BEGIN Extracted information
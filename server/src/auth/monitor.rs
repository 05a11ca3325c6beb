//! Background session expiry monitor
//!
//! `current_user()` already expires sessions lazily; the monitor exists so
//! the view layer learns about an expiry without having to ask. Detection may
//! lag by up to one check interval.

use std::sync::Arc;
use std::time::Duration;
use tokio::task::JoinHandle;
use tokio::time::{Instant, MissedTickBehavior};
use tracing::{debug, info, warn};

use super::manager::{SessionManager, SessionStatus};

/// Receives expiry notifications (the view layer)
pub trait SessionNotifier: Send + Sync {
    /// Called once when a session is found expired and has been cleared.
    /// Distinct from a voluntary logout.
    fn session_expired(&self, user: &str);
}

impl<F> SessionNotifier for F
where
    F: Fn(&str) + Send + Sync,
{
    fn session_expired(&self, user: &str) {
        self(user)
    }
}

/// Notifier that only logs
#[derive(Debug, Default, Clone, Copy)]
pub struct LogNotifier;

impl SessionNotifier for LogNotifier {
    fn session_expired(&self, user: &str) {
        warn!("Session for {} expired, please log in again", user);
    }
}

/// Handle to a running monitor. Dropping it stops the monitor.
#[derive(Debug)]
pub struct MonitorHandle {
    task: Option<JoinHandle<()>>,
}

impl MonitorHandle {
    /// Stop the periodic check. Safe to call more than once.
    pub fn stop(&mut self) {
        if let Some(task) = self.task.take() {
            task.abort();
            debug!("Session expiry monitor stopped");
        }
    }

    pub fn is_running(&self) -> bool {
        self.task.as_ref().is_some_and(|task| !task.is_finished())
    }
}

impl Drop for MonitorHandle {
    fn drop(&mut self) {
        self.stop();
    }
}

/// Periodic expiry check over a shared session manager
pub struct ExpiryMonitor;

impl ExpiryMonitor {
    /// Spawn the monitor on the current tokio runtime. The first check runs
    /// one `interval` after start.
    pub fn start(
        manager: Arc<SessionManager>,
        interval: Duration,
        notifier: Arc<dyn SessionNotifier>,
    ) -> MonitorHandle {
        info!("Starting session expiry monitor (every {:?})", interval);

        let task = tokio::spawn(async move {
            let mut ticker = tokio::time::interval_at(Instant::now() + interval, interval);
            ticker.set_missed_tick_behavior(MissedTickBehavior::Delay);
            loop {
                ticker.tick().await;
                if let SessionStatus::Expired { user } = manager.check_expiry().await {
                    notifier.session_expired(&user);
                }
            }
        });

        MonitorHandle { task: Some(task) }
    }
}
END Extracted information
What needs to be done →
Search the records for the word "SessionStatus" and copy out every line that holds it.

Solution to this problem →
use super::manager::{SessionManager, SessionStatus};
                if let SessionStatus::Expired { user } = manager.check_expiry().await {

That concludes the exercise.